The degree of urban heating in various parts of a city depends primarily on the local building density (1). It can be measured by a nadir-looking longwave radiometer mounted on a satellite or plane (2). So a relationship can be derived between the type of building (density) and the heating, allowing subsequent estimation of urban warmth from a map of land use alone. For the estimating of temperature at a point, it is necessary to allow for the type of surface and for the distance from adjacent surfaces. A weighting is allotted to various kinds of surface (3), e.g. 100 points for a dense residential area, 70 for a commercial/financial district, 60 for an area of separated homes, 50 for heavy industry, 30 for sports complexes, 20 for cemeteries and agricultural land. The impact of an adjacent district is assumed inversely proportional to its distance away.
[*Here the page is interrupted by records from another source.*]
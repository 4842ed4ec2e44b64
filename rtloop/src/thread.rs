//! Real-time thread: one OS thread with its scheduling applied before the body runs.
//!
//! ## Lifecycle
//! ```text
//! NotStarted ──start()──► Starting ──scheduling ok──► Running ──request_stop()──► StopRequested
//!                            │                           │                            │
//!                            └──scheduling refused──►  Stopped ◄──── body returns ────┘
//! ```
//!
//! `start()` blocks until the new thread has applied its [`SchedulingConfig`]
//! and reports the outcome, so a refused priority or affinity is returned to
//! the caller as [`RtError::Scheduling`] instead of being discovered later.

use crate::rt::{apply_thread_scheduling, current_tid};
use crate::tracer::Tracer;
use crossbeam::channel;
use rtloop_common::error::{RtError, RtResult};
use rtloop_common::sched::SchedulingConfig;
use static_assertions::assert_impl_all;
use std::sync::Arc;
use std::sync::atomic::{AtomicI32, AtomicU8, Ordering};
use std::thread::JoinHandle;
use tracing::{debug, info, warn};

/// Thread lifecycle state.
#[repr(u8)]
#[derive(Debug, Clone, Copy, PartialEq, Eq)]
pub enum ThreadState {
    /// Constructed, `start()` not yet called.
    NotStarted = 0,
    /// OS thread spawned, scheduling being applied.
    Starting = 1,
    /// Body executing.
    Running = 2,
    /// Stop requested, body not yet returned.
    StopRequested = 3,
    /// OS thread exited (or never got past scheduling setup).
    Stopped = 4,
}

impl ThreadState {
    fn from_u8(raw: u8) -> Self {
        match raw {
            0 => Self::NotStarted,
            1 => Self::Starting,
            2 => Self::Running,
            3 => Self::StopRequested,
            _ => Self::Stopped,
        }
    }

    /// Lower-case label used in lifecycle errors.
    pub fn as_str(self) -> &'static str {
        match self {
            Self::NotStarted => "not started",
            Self::Starting => "starting",
            Self::Running => "running",
            Self::StopRequested => "stop requested",
            Self::Stopped => "stopped",
        }
    }
}

impl std::fmt::Display for ThreadState {
    fn fmt(&self, f: &mut std::fmt::Formatter<'_>) -> std::fmt::Result {
        f.write_str(self.as_str())
    }
}

#[derive(Debug)]
struct ThreadShared {
    name: String,
    state: AtomicU8,
    tid: AtomicI32,
}

impl ThreadShared {
    fn new(name: String, state: ThreadState) -> Arc<Self> {
        Arc::new(Self {
            name,
            state: AtomicU8::new(state as u8),
            tid: AtomicI32::new(0),
        })
    }

    #[inline]
    fn state(&self) -> ThreadState {
        ThreadState::from_u8(self.state.load(Ordering::Acquire))
    }

    fn set_state(&self, state: ThreadState) {
        self.state.store(state as u8, Ordering::Release);
    }

    fn transition(&self, from: ThreadState, to: ThreadState) -> bool {
        self.state
            .compare_exchange(from as u8, to as u8, Ordering::AcqRel, Ordering::Acquire)
            .is_ok()
    }
}

/// Cloneable handle for requesting and observing a stop.
///
/// Bodies receive one in [`ThreadBody::run`] and poll
/// [`is_stop_requested`](Self::is_stop_requested) between units of work.
/// Any thread (including a signal handler thread) may call
/// [`request_stop`](Self::request_stop).
#[derive(Debug, Clone)]
pub struct StopHandle {
    shared: Arc<ThreadShared>,
}

assert_impl_all!(StopHandle: Send, Sync, Clone);

impl StopHandle {
    /// A handle not attached to any OS thread, already in `Running` state.
    ///
    /// Lets a body be driven synchronously on the calling thread.
    pub fn detached(name: &str) -> Self {
        Self {
            shared: ThreadShared::new(name.to_string(), ThreadState::Running),
        }
    }

    /// Move `Starting`/`Running` to `StopRequested`. Never blocks.
    ///
    /// Returns `true` if this call changed the state. Calls before start or
    /// after the thread stopped are no-ops.
    pub fn request_stop(&self) -> bool {
        let mut current = self.shared.state.load(Ordering::Acquire);
        loop {
            match ThreadState::from_u8(current) {
                ThreadState::Starting | ThreadState::Running => {}
                _ => return false,
            }
            match self.shared.state.compare_exchange_weak(
                current,
                ThreadState::StopRequested as u8,
                Ordering::AcqRel,
                Ordering::Acquire,
            ) {
                Ok(_) => return true,
                Err(actual) => current = actual,
            }
        }
    }

    /// `true` once a stop has been requested.
    #[inline]
    pub fn is_stop_requested(&self) -> bool {
        self.shared.state() == ThreadState::StopRequested
    }

    /// Name of the thread this handle controls.
    pub fn thread_name(&self) -> &str {
        &self.shared.name
    }
}

/// Work executed on a real-time thread after its scheduling is applied.
pub trait ThreadBody: Send + 'static {
    /// Run until `stop.is_stop_requested()` is observed (or the work is done).
    fn run(&mut self, stop: &StopHandle);

    /// Tracer owned by this body, if any. Bound to the thread's tid at start.
    fn tracer(&self) -> Option<Tracer> {
        None
    }
}

/// Adapter running a closure as a [`ThreadBody`].
pub struct FnBody<F>(pub F);

impl<F> ThreadBody for FnBody<F>
where
    F: FnMut(&StopHandle) + Send + 'static,
{
    fn run(&mut self, stop: &StopHandle) {
        (self.0)(stop)
    }
}

/// Marks the thread `Stopped` when the body returns or unwinds.
struct ExitGuard(Arc<ThreadShared>);

impl Drop for ExitGuard {
    fn drop(&mut self) {
        self.0.set_state(ThreadState::Stopped);
    }
}

/// One OS thread with real-time scheduling.
pub struct Thread {
    shared: Arc<ThreadShared>,
    config: SchedulingConfig,
    tracer: Option<Tracer>,
    body: Option<Box<dyn ThreadBody>>,
    handle: Option<JoinHandle<()>>,
    panicked: bool,
}

impl std::fmt::Debug for Thread {
    fn fmt(&self, f: &mut std::fmt::Formatter<'_>) -> std::fmt::Result {
        f.debug_struct("Thread")
            .field("name", &self.shared.name)
            .field("state", &self.state())
            .field("tid", &self.tid())
            .field("config", &self.config)
            .finish()
    }
}

impl Thread {
    /// Create a thread. The configuration is validated here; nothing runs
    /// until [`start`](Self::start).
    pub fn new(
        name: impl Into<String>,
        config: SchedulingConfig,
        body: impl ThreadBody,
    ) -> RtResult<Self> {
        let name = name.into();
        config.validate().map_err(|e| match e {
            RtError::Configuration(msg) => RtError::Configuration(format!("thread '{name}': {msg}")),
            other => other,
        })?;
        let tracer = body.tracer();
        Ok(Self {
            shared: ThreadShared::new(name, ThreadState::NotStarted),
            config,
            tracer,
            body: Some(Box::new(body)),
            handle: None,
            panicked: false,
        })
    }

    /// Create a thread running `f`.
    pub fn from_fn<F>(name: impl Into<String>, config: SchedulingConfig, f: F) -> RtResult<Self>
    where
        F: FnMut(&StopHandle) + Send + 'static,
    {
        Self::new(name, config, FnBody(f))
    }

    /// Thread name.
    pub fn name(&self) -> &str {
        &self.shared.name
    }

    /// Current lifecycle state.
    pub fn state(&self) -> ThreadState {
        self.shared.state()
    }

    /// Scheduling configuration applied at start.
    pub fn config(&self) -> &SchedulingConfig {
        &self.config
    }

    /// Kernel thread id, once started.
    pub fn tid(&self) -> Option<i32> {
        match self.shared.tid.load(Ordering::Acquire) {
            0 => None,
            tid => Some(tid),
        }
    }

    /// The body's tracer, if it has one.
    pub fn tracer(&self) -> Option<&Tracer> {
        self.tracer.as_ref()
    }

    /// Handle for requesting a stop from another thread.
    pub fn stop_handle(&self) -> StopHandle {
        StopHandle {
            shared: Arc::clone(&self.shared),
        }
    }

    /// Spawn the OS thread and wait for its scheduling setup.
    ///
    /// # Errors
    /// - `Lifecycle` if the thread was already started.
    /// - `Scheduling` if the OS refused any part of the configuration; the
    ///   OS thread has exited and the thread is `Stopped`.
    /// - `ThreadPanicked` if setup panicked.
    pub fn start(&mut self) -> RtResult<()> {
        if !self
            .shared
            .transition(ThreadState::NotStarted, ThreadState::Starting)
        {
            return Err(RtError::lifecycle(
                "start",
                &self.shared.name,
                self.state().as_str(),
            ));
        }
        let Some(mut body) = self.body.take() else {
            self.shared.set_state(ThreadState::Stopped);
            return Err(RtError::lifecycle("start", &self.shared.name, "without body"));
        };

        let (ack_tx, ack_rx) = channel::bounded::<RtResult<()>>(1);
        let shared = Arc::clone(&self.shared);
        let config = self.config.clone();
        let tracer = self.tracer.clone();

        let mut builder = std::thread::Builder::new().name(self.shared.name.clone());
        if let Some(kb) = self.config.stack_size_kb {
            builder = builder.stack_size(kb * 1024);
        }

        let spawned = builder.spawn(move || {
            shared.tid.store(current_tid(), Ordering::Release);
            if let Some(tracer) = &tracer {
                tracer.bind_current_thread();
            }

            if let Err(e) = apply_thread_scheduling(&shared.name, &config) {
                shared.set_state(ThreadState::Stopped);
                let _ = ack_tx.send(Err(e));
                return;
            }

            // A stop requested while starting stays requested.
            shared.transition(ThreadState::Starting, ThreadState::Running);
            let _exit = ExitGuard(Arc::clone(&shared));
            let _ = ack_tx.send(Ok(()));
            drop(ack_tx);

            let stop = StopHandle {
                shared: Arc::clone(&shared),
            };
            body.run(&stop);
            debug!(thread = %shared.name, "body returned");
        });

        let handle = match spawned {
            Ok(handle) => handle,
            Err(e) => {
                self.shared.set_state(ThreadState::Stopped);
                return Err(RtError::scheduling(
                    &self.shared.name,
                    format!("spawn failed: {e}"),
                ));
            }
        };

        match ack_rx.recv() {
            Ok(Ok(())) => {
                info!(
                    thread = %self.shared.name,
                    tid = self.tid().unwrap_or_default(),
                    policy = ?self.config.policy,
                    priority = self.config.priority,
                    "thread started"
                );
                self.handle = Some(handle);
                Ok(())
            }
            Ok(Err(e)) => {
                let _ = handle.join();
                warn!(thread = %self.shared.name, error = %e, "thread failed to start");
                Err(e)
            }
            Err(_) => {
                // Sender dropped without an answer: setup panicked.
                let _ = handle.join();
                self.shared.set_state(ThreadState::Stopped);
                self.panicked = true;
                Err(RtError::ThreadPanicked {
                    thread: self.shared.name.clone(),
                })
            }
        }
    }

    /// Request a cooperative stop. Non-blocking; repeated calls are no-ops.
    pub fn request_stop(&self) {
        if self.stop_handle().request_stop() {
            debug!(thread = %self.shared.name, "stop requested");
        }
    }

    /// Block until the OS thread has exited.
    ///
    /// # Errors
    /// - `Lifecycle` if the thread was never started.
    /// - `ThreadPanicked` if the body panicked (reported on every call).
    pub fn join(&mut self) -> RtResult<()> {
        if self.state() == ThreadState::NotStarted {
            return Err(RtError::lifecycle(
                "join",
                &self.shared.name,
                ThreadState::NotStarted.as_str(),
            ));
        }
        if let Some(handle) = self.handle.take() {
            if handle.join().is_err() {
                self.panicked = true;
            } else {
                info!(thread = %self.shared.name, "thread joined");
            }
            self.shared.set_state(ThreadState::Stopped);
        }
        if self.panicked {
            return Err(RtError::ThreadPanicked {
                thread: self.shared.name.clone(),
            });
        }
        Ok(())
    }
}

impl Drop for Thread {
    fn drop(&mut self) {
        if self.handle.is_some() {
            self.request_stop();
            if let Err(e) = self.join() {
                warn!(thread = %self.shared.name, error = %e, "thread ended abnormally");
            }
        }
    }
}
(1) Oke, T.R. 1987. Boundary Layer Climates (Routledge) 435pp.
(2) Roth, M., T.R. Oke and W.J. Emery 1989. Satellite-derirved urban heat islands from three coastal cities. Internat. J. Remote Sensing,10, 1699-1720.
(3) Cornelis, B., M. Binard and I. Nadasdi 1997. Potentiels urbains et ilots de chaleur. Publs. Assoc. Internat. de Climatologie, 10, 223-9.